Google continues its offensive against the antitrust investigation by the Federal Trade Commission with another internally-commissioned report released today. The report, which follows a different one from last week that argued Google's right to free speech, pokes holes through all of recommendations from Google's competitors that were offered to reduce the alleged bias in Google search results.
The report, "Proposed Remedies for Search Bias: 'Search Neutrality' and Other Proposals in the Google Inquiry," by Marvin Ammori and Luke Pelican, managers of the Ammori Group law firm, systematically rebukes the remedies proffered by competitors like Microsoft, Expedia, Yelp, and Foundem that focus on issues like search neutrality; discontinuing Universal Search and returning to the "ten blue links" of old; forbidding Google from crawling and using other's web content; limiting Google's ability to make acquisitions; and requiring continuous, numerous disclosures in addition to Google's extant transparency reports. After evaluating each of the recommendations, the authors conclude that
the cures proposed by the competitors are worse than Google's alleged disease. The proposed remedies might benefit the short-term economic interests of Google's competitors ... but benefiting competitors is not the goal of antitrust law.
At the heart of the report is Google's argument that it is only trying to provide the highest quality search results. One instance where Google defends its practices regards Universal Search, which has been around since 2007. Prior to the implementations of Universal Search, one page of search results from Google would present ten links to webpages. Universal Search changed that, however, and started to provide users with images, news links, and videos in addition to the ten links. Google's competitors decried this practice, saying that it prioritized Google's own products such as Google Maps and Google Places over competing specialized search providers, like MapQuest or Yelp. Adding to this is likely the Search Plus Your World practice of including Google+ content in search results.
Google argues that the only thing its search results favor is consumer demand and makes the fairly valid argument that consumers likely want original content, as opposed to "sites consisting of merely lists of links to other content." Google maintains that "its users understandably go to Google for answers, not for links to sites consisting of additional links to answers." Finally, Google, harking back to last week's report, reaffirms that it has the right to dictate search results.
The report summarizes all of the proposed remedies for search neutrality as hapless and half-baked, saying that they would "cause more harm than good for consumers, for competition generally, and for high-tech innovations."
The full report is below.
The well-timed release of the Ammori report with last week's right to free speech report suggest that Google's preparing for the worst case scenario when it comes to the FTC inquiry.

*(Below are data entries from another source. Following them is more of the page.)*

//! Panel mount lifecycle and entry animation sequencing.

/// Visual phase that drives the CSS transition classes through `data-state`.
#[derive(Clone, Copy, Debug, Default, PartialEq, Eq)]
pub enum AnimationPhase {
    /// Initial and exit appearance.
    #[default]
    Closed,
    /// Fully entered appearance.
    Open,
}

impl AnimationPhase {
    /// Value written to the `data-state` attribute.
    #[must_use]
    pub const fn as_str(self) -> &'static str {
        match self {
            Self::Closed => "closed",
            Self::Open => "open",
        }
    }
}

/// Mount state of a single panel instance.
#[derive(Clone, Copy, Debug, PartialEq, Eq)]
pub enum LifecycleState {
    /// Nothing in the document.
    Unmounted,
    /// In the document, waiting for the closed appearance to paint.
    Mounting,
    /// In the document with the entry transition applied.
    Visible,
}

/// Handle for one pending entry schedule.
#[derive(Clone, Copy, Debug, PartialEq, Eq)]
pub struct FrameToken {
    generation: u64,
}

/// Result of delivering an animation frame to the lifecycle.
#[derive(Clone, Copy, Debug, PartialEq, Eq)]
pub enum FrameStep {
    /// Another frame is needed before entering.
    Again,
    /// The panel just became visible.
    Entered,
    /// The token belongs to a cancelled schedule; nothing changed.
    Stale,
}

/// Lifecycle state machine for one panel instance.
///
/// Closing bumps the generation, which cancels any frame still in flight.
#[derive(Clone, Debug, PartialEq, Eq)]
pub struct PanelLifecycle {
    state: LifecycleState,
    generation: u64,
    frames_remaining: u8,
}

impl PanelLifecycle {
    /// Frames that must elapse after mounting before the entry transition starts.
    pub const ENTRY_FRAMES: u8 = 2;

    /// Fresh, unmounted lifecycle.
    #[must_use]
    pub const fn new() -> Self {
        Self {
            state: LifecycleState::Unmounted,
            generation: 0,
            frames_remaining: 0,
        }
    }

    /// Current mount state.
    #[must_use]
    pub const fn state(&self) -> LifecycleState {
        self.state
    }

    /// Whether the panel belongs in the document.
    #[must_use]
    pub const fn is_mounted(&self) -> bool {
        !matches!(self.state, LifecycleState::Unmounted)
    }

    /// Animation phase derived from the mount state.
    #[must_use]
    pub const fn phase(&self) -> AnimationPhase {
        match self.state {
            LifecycleState::Visible => AnimationPhase::Open,
            LifecycleState::Unmounted | LifecycleState::Mounting => AnimationPhase::Closed,
        }
    }

    /// Mount the panel. Returns the token for the entry schedule, or `None` when the panel
    /// was already mounted.
    pub fn open(&mut self) -> Option<FrameToken> {
        if self.is_mounted() {
            return None;
        }
        self.generation = self.generation.wrapping_add(1);
        self.state = LifecycleState::Mounting;
        self.frames_remaining = Self::ENTRY_FRAMES;
        tracing::trace!(generation = self.generation, "panel mounting");
        Some(FrameToken {
            generation: self.generation,
        })
    }

    /// Deliver one animation frame for `token`.
    pub fn on_frame(&mut self, token: FrameToken) -> FrameStep {
        if token.generation != self.generation || self.state != LifecycleState::Mounting {
            return FrameStep::Stale;
        }
        self.frames_remaining = self.frames_remaining.saturating_sub(1);
        if self.frames_remaining > 0 {
            return FrameStep::Again;
        }
        self.state = LifecycleState::Visible;
        tracing::trace!(generation = self.generation, "panel visible");
        FrameStep::Entered
    }

    /// Unmount the panel and cancel any pending entry schedule. Returns whether the panel
    /// was mounted.
    pub fn close(&mut self) -> bool {
        let was_mounted = self.is_mounted();
        self.generation = self.generation.wrapping_add(1);
        self.state = LifecycleState::Unmounted;
        self.frames_remaining = 0;
        if was_mounted {
            tracing::trace!(generation = self.generation, "panel unmounted");
        }
        was_mounted
    }
}

impl Default for PanelLifecycle {
    fn default() -> Self {
        Self::new()
    }
}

On the one hand, Google is probably right to preemptively investigate the matters for which it has been accused of antitrust practices so it will already have a head start in any litigation. On the other hand, though, research commissioned by a company that only serves to support said company is always suspect to confirmation bias and can hardly been understood as objective.
Regardless of the legitimacy of the report's commissioners, the paper does reiterate the basic crux of the FTC investigation: determining whether Google's practices have adverse effects for consumers. In an email to WPN, Ammori wrote, "As the goal of antitrust law is to benefit competition, innovation, and consumer welfare, not to benefit specific competitors, we conclude that adopting the remedies would be both bad law and bad policy."
Google may be right to pursue, somewhat aggressively, these legal aspects for the sake of setting up its defense against an FTC investigation. Then again, it could have an adverse effect if Google protests too much.